La colère de l’Etat, par Taoufiq Bouachrine

Un Etat peut se mettre en colère, comme un individu… et quand il s’énerve, il perd ses esprits, puis commet des erreurs, grandes ou petites… toujours comme le ferait un individu. La différence entre les deux colères est que celle d’une personne n’a pas de grandes conséquences sur autrui, contrairement à celle d’un Etat. Celle-ci coûte cher au pays concerné et peut faire des victimes, individuelles ou collectives, en plus d’induire des sentiments d’injustice et de hogra.

Or, je ne vois pas d’autre explication au problème de l’Etat marocain avec l’historien Maâti Monjib que la colère et ses conséquences imprévisibles. Je ne vois pas non plus d’autre motif qu’un grand malentendu issu d’un manque d’habitude de notre Etat à accepter la contradiction et des avis contraires aux siens. Je ne vois pas enfin d’autre interprétation que cette incapacité à garder son calme face aux opposants. L’autorité en notre pays a perdu patience face à cette marge de liberté qui procure à tous une liberté d’expression, ici et ailleurs, sans tension ni crispation, et sans volonté aussi de faire taire les gens ou de vengeance…
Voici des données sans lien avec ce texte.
//! Key-value persistence backends.
//!
//! Settings and history are stored as JSON blobs under fixed keys. The
//! [`KeyValueStore`] trait is the seam to the host platform's storage;
//! two backends ship with the crate:
//!
//! - [`MemoryStore`]: a `BTreeMap`, for tests and ephemeral sessions.
//! - [`FileStore`]: one `<key>.json` file per key inside a directory.

use std::collections::BTreeMap;
use std::fs;
use std::io;
use std::path::{Path, PathBuf};

// ---------------------------------------------------------------------------
// StoreError
// ---------------------------------------------------------------------------

/// Errors produced by persistence operations.
#[derive(Debug, thiserror::Error)]
pub enum StoreError {
    /// The underlying storage could not be read or written.
    #[error("storage I/O failed for key '{key}': {source}")]
    Io {
        key: String,
        #[source]
        source: io::Error,
    },

    /// A value could not be encoded as JSON.
    #[error("failed to encode value for key '{key}': {source}")]
    Encode {
        key: String,
        #[source]
        source: serde_json::Error,
    },

    /// A key that cannot be used as a file name.
    #[error("invalid storage key '{0}'")]
    InvalidKey(String),
}

// ---------------------------------------------------------------------------
// KeyValueStore
// ---------------------------------------------------------------------------

/// Byte-blob storage addressed by string keys.
pub trait KeyValueStore {
    /// Read the blob stored under `key`, or `None` if absent.
    fn get(&self, key: &str) -> Result<Option<Vec<u8>>, StoreError>;

    /// Store `value` under `key`, replacing any previous blob.
    fn set(&mut self, key: &str, value: &[u8]) -> Result<(), StoreError>;

    /// Delete the blob under `key`. Removing an absent key is not an error.
    fn remove(&mut self, key: &str) -> Result<(), StoreError>;
}

// ---------------------------------------------------------------------------
// MemoryStore
// ---------------------------------------------------------------------------

/// In-memory store.
#[derive(Debug, Clone, Default)]
pub struct MemoryStore {
    entries: BTreeMap<String, Vec<u8>>,
}

impl MemoryStore {
    pub fn new() -> Self {
        Self::default()
    }

    /// Number of stored keys.
    pub fn len(&self) -> usize {
        self.entries.len()
    }

    pub fn is_empty(&self) -> bool {
        self.entries.is_empty()
    }
}

impl KeyValueStore for MemoryStore {
    fn get(&self, key: &str) -> Result<Option<Vec<u8>>, StoreError> {
        Ok(self.entries.get(key).cloned())
    }

    fn set(&mut self, key: &str, value: &[u8]) -> Result<(), StoreError> {
        self.entries.insert(key.to_owned(), value.to_vec());
        Ok(())
    }

    fn remove(&mut self, key: &str) -> Result<(), StoreError> {
        self.entries.remove(key);
        Ok(())
    }
}

// ---------------------------------------------------------------------------
// FileStore
// ---------------------------------------------------------------------------

/// Directory-backed store: each key lives in `<dir>/<key>.json`.
///
/// Writes go to a temporary sibling file first and are then renamed into
/// place, so a crash mid-write leaves the previous blob intact.
#[derive(Debug, Clone)]
pub struct FileStore {
    dir: PathBuf,
}

impl FileStore {
    /// Open (and create if needed) a store rooted at `dir`.
    ///
    /// # Errors
    ///
    /// Returns [`StoreError::Io`] if the directory cannot be created.
    pub fn open(dir: impl Into<PathBuf>) -> Result<Self, StoreError> {
        let dir = dir.into();
        fs::create_dir_all(&dir).map_err(|source| StoreError::Io {
            key: dir.display().to_string(),
            source,
        })?;
        Ok(Self { dir })
    }

    /// The root directory.
    pub fn dir(&self) -> &Path {
        &self.dir
    }

    fn path_for(&self, key: &str) -> Result<PathBuf, StoreError> {
        let valid = !key.is_empty()
            && key
                .chars()
                .all(|c| c.is_ascii_alphanumeric() || c == '_' || c == '-');
        if !valid {
            return Err(StoreError::InvalidKey(key.to_owned()));
        }
        Ok(self.dir.join(format!("{key}.json")))
    }
}

impl KeyValueStore for FileStore {
    fn get(&self, key: &str) -> Result<Option<Vec<u8>>, StoreError> {
        let path = self.path_for(key)?;
        match fs::read(&path) {
            Ok(bytes) => Ok(Some(bytes)),
            Err(e) if e.kind() == io::ErrorKind::NotFound => Ok(None),
            Err(source) => Err(StoreError::Io {
                key: key.to_owned(),
                source,
            }),
        }
    }

    fn set(&mut self, key: &str, value: &[u8]) -> Result<(), StoreError> {
        let path = self.path_for(key)?;
        let tmp = path.with_extension("json.tmp");
        let io_err = |source| StoreError::Io {
            key: key.to_owned(),
            source,
        };
        fs::write(&tmp, value).map_err(io_err)?;
        fs::rename(&tmp, &path).map_err(io_err)
    }

    fn remove(&mut self, key: &str) -> Result<(), StoreError> {
        let path = self.path_for(key)?;
        match fs::remove_file(&path) {
            Ok(()) => Ok(()),
            Err(e) if e.kind() == io::ErrorKind::NotFound => Ok(()),
            Err(source) => Err(StoreError::Io {
                key: key.to_owned(),
                source,
            }),
        }
    }
}

// ---------------------------------------------------------------------------
// Tests
// ---------------------------------------------------------------------------

#[cfg(test)]
mod tests {
    use super::*;

    #[test]
    fn memory_store_set_get_remove() {
        let mut store = MemoryStore::new();
        assert_eq!(store.get("history").unwrap(), None);

        store.set("history", b"[]").unwrap();
        assert_eq!(store.get("history").unwrap(), Some(b"[]".to_vec()));
        assert_eq!(store.len(), 1);

        store.set("history", b"[1]").unwrap();
        assert_eq!(store.get("history").unwrap(), Some(b"[1]".to_vec()));

        store.remove("history").unwrap();
        store.remove("history").unwrap();
        assert!(store.is_empty());
    }

    #[test]
    fn file_store_persists_across_instances() {
        let dir = tempfile::tempdir().unwrap();
        let mut store = FileStore::open(dir.path()).unwrap();
        store.set("settings", br#"{"scoringMode":"advantage"}"#).unwrap();

        let reopened = FileStore::open(dir.path()).unwrap();
        assert_eq!(
            reopened.get("settings").unwrap(),
            Some(br#"{"scoringMode":"advantage"}"#.to_vec())
        );
        assert!(dir.path().join("settings.json").exists());
        assert!(!dir.path().join("settings.json.tmp").exists());
    }

    #[test]
    fn file_store_missing_and_removed_keys() {
        let dir = tempfile::tempdir().unwrap();
        let mut store = FileStore::open(dir.path().join("nested")).unwrap();
        assert_eq!(store.get("history").unwrap(), None);
        store.remove("history").unwrap();

        store.set("history", b"[]").unwrap();
        store.remove("history").unwrap();
        assert_eq!(store.get("history").unwrap(), None);
    }

    #[test]
    fn file_store_rejects_path_like_keys() {
        let dir = tempfile::tempdir().unwrap();
        let mut store = FileStore::open(dir.path()).unwrap();
        assert!(matches!(
            store.set("../escape", b"x"),
            Err(StoreError::InvalidKey(_))
        ));
        assert!(matches!(store.get(""), Err(StoreError::InvalidKey(_))));
    }
}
Quel est donc le tort ou la faute commise par l’historien, militant et chercheur Maâti Monjib qui a tissé, des années durant, un large réseau de relations et d’amitiés avec des centres de recherche et des universités en Europe et en Amérique ? Quel est donc ce crime commis par le directeur du Centre Ibnou Rochd pour se voir ainsi interdit de quitter le territoire ? Dans quelle forfaiture est-il donc impliqué et qui lui vaut tous ces tourments ?

Cet homme avait créé un centre d’études et de recherches, qu’il avait appelé Ibnou Rochd (Averroès) et auquel il avait donné dès le départ le statut de SARL relevant du droit commercial. Monjib ne s’est jamais dissimulé derrière un régime d’association à but non lucratif, comme le font tant et tant de personnes pour échapper à l’impôt. Maâti Monjib a donc travaillé des années avec des institutions nationales ou non, des universités, locales ou étrangères et des organismes d’ici ou d’ailleurs, présentant des études, proposant des consultations, organisant des conférences et des stages.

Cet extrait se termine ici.